*To do*: Once you reach the line containing "let mut attempt = 0u32;", copy it and every line after it exactly, through the end of the data below.

*Stored data entries*:
-.-.-

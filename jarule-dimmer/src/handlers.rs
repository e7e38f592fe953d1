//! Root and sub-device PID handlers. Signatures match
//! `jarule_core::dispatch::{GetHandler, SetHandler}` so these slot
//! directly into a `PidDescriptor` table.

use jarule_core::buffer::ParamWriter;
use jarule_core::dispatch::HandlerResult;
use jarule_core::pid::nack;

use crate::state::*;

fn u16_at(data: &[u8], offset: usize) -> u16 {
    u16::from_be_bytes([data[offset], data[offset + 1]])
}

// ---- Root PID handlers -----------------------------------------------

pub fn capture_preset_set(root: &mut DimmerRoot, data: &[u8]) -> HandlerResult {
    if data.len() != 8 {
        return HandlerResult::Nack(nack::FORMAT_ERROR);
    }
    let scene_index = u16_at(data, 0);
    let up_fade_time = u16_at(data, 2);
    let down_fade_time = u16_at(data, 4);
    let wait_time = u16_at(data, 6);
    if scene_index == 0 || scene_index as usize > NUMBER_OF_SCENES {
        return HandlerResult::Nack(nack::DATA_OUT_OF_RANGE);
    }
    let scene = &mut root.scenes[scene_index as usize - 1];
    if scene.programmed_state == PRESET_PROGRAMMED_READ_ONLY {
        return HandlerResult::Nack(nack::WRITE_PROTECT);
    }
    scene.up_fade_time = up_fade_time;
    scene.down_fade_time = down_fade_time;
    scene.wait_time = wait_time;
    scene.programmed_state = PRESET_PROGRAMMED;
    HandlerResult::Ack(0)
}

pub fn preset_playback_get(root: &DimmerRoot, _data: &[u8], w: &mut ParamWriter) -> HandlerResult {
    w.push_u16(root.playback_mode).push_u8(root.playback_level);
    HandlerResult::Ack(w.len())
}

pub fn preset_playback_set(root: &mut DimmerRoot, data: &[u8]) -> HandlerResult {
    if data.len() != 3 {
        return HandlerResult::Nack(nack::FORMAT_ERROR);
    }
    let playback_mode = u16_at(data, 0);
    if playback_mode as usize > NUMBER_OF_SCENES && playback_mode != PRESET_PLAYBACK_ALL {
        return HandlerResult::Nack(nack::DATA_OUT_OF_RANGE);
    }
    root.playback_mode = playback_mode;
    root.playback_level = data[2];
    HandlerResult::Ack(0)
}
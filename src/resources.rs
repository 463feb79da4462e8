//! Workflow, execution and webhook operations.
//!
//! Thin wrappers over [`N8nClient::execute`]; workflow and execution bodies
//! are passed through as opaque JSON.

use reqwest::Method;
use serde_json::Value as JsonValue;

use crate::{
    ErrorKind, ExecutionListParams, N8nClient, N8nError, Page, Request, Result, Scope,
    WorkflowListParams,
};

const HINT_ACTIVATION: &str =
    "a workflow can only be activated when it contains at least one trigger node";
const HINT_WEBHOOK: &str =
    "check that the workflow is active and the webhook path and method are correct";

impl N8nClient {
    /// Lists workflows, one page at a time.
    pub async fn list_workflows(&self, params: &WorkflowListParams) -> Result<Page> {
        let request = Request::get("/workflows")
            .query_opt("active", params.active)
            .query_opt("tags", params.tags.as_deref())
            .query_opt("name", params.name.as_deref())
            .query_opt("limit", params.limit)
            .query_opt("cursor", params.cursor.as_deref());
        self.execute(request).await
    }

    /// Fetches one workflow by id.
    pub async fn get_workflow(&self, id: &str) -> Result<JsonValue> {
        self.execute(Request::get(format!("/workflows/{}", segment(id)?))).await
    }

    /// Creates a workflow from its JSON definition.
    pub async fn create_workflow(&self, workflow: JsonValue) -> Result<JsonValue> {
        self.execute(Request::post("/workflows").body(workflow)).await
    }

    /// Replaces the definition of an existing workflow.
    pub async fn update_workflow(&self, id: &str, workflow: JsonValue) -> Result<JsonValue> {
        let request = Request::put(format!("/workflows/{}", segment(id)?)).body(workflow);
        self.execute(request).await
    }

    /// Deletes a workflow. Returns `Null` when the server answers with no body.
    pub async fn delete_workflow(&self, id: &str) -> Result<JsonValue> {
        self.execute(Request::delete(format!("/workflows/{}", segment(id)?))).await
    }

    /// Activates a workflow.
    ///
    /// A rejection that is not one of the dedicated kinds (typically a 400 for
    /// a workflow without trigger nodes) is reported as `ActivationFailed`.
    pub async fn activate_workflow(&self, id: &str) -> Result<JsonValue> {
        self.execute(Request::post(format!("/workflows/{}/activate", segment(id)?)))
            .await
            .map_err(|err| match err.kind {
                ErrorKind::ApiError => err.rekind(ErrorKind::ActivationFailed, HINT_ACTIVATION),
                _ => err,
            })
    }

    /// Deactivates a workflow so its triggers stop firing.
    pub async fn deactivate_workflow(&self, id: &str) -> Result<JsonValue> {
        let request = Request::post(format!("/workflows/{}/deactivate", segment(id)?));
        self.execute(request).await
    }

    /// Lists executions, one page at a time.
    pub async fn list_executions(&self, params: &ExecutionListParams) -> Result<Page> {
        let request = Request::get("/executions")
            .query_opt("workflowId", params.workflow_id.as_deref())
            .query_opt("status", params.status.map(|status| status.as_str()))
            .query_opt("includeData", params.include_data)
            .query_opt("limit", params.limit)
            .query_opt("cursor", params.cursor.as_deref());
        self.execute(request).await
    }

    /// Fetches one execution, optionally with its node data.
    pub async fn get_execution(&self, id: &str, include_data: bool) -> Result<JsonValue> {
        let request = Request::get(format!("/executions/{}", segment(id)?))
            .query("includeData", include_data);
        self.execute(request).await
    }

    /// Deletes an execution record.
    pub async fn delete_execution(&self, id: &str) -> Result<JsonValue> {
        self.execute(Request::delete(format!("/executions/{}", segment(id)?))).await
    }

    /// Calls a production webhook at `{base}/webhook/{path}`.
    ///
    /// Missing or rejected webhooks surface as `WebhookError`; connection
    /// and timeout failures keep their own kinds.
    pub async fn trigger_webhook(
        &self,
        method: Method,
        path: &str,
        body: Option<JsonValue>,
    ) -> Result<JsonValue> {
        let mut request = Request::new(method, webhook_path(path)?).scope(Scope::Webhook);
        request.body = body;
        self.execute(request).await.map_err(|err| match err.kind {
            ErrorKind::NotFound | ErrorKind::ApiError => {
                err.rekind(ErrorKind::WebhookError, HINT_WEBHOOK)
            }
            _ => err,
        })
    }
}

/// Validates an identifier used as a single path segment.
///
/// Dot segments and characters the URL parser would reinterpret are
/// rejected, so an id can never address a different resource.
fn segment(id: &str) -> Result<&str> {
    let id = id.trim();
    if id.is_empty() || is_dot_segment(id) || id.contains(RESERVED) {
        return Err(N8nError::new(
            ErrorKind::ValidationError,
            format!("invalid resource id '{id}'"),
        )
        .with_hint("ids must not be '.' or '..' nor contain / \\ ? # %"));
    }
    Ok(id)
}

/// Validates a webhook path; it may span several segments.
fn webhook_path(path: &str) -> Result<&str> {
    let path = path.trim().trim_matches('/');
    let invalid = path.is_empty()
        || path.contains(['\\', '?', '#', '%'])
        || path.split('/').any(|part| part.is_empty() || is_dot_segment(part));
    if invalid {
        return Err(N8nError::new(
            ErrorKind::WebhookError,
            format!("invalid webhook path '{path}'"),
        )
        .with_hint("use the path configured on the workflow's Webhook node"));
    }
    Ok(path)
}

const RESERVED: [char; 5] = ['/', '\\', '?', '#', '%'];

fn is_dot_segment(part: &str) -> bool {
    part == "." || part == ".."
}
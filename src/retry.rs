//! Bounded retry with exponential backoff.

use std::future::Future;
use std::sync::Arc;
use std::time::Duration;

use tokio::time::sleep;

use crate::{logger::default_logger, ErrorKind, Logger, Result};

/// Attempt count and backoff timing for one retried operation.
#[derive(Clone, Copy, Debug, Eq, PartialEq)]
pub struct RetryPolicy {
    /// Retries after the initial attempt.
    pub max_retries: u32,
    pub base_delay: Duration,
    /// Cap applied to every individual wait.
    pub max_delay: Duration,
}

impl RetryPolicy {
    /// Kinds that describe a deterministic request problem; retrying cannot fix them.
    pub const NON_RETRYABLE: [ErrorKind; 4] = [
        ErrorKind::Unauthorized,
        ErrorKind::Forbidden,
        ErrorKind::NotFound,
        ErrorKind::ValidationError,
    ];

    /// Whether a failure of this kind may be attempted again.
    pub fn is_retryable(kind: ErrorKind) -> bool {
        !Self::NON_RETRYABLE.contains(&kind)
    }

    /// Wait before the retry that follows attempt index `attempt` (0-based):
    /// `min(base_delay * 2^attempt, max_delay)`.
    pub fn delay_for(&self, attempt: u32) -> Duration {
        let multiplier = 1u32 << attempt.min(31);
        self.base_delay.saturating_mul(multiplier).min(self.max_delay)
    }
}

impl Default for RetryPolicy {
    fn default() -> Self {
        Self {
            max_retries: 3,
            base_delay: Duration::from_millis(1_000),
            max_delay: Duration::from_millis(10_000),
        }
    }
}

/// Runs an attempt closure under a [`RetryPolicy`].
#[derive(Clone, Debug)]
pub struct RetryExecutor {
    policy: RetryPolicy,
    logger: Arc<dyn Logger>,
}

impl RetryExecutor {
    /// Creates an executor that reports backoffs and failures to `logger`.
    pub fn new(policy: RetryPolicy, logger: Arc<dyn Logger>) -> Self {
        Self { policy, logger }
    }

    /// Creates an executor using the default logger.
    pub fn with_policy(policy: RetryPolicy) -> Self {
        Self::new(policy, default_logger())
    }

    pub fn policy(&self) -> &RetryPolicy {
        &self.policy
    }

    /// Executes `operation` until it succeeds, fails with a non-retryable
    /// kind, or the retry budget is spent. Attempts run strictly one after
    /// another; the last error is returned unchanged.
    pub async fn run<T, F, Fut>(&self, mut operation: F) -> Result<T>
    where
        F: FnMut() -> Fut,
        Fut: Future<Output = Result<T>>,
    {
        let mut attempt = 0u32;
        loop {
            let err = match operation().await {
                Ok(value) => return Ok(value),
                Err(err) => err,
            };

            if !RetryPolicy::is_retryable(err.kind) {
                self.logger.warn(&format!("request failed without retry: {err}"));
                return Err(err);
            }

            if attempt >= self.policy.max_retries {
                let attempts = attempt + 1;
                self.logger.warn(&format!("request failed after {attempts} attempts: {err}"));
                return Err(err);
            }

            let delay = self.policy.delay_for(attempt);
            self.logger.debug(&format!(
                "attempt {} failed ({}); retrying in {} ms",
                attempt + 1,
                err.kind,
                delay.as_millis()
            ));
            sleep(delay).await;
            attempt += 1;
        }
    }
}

-.-.-

*Problem solution*:
        let mut attempt = 0u32;
        loop {
            let err = match operation().await {
                Ok(value) => return Ok(value),
                Err(err) => err,
            };

            if !RetryPolicy::is_retryable(err.kind) {
                self.logger.warn(&format!("request failed without retry: {err}"));
                return Err(err);
            }

            if attempt >= self.policy.max_retries {
                let attempts = attempt + 1;
                self.logger.warn(&format!("request failed after {attempts} attempts: {err}"));
                return Err(err);
            }

            let delay = self.policy.delay_for(attempt);
            self.logger.debug(&format!(
                "attempt {} failed ({}); retrying in {} ms",
                attempt + 1,
                err.kind,
                delay.as_millis()
            ));
            sleep(delay).await;
            attempt += 1;
        }
    }
}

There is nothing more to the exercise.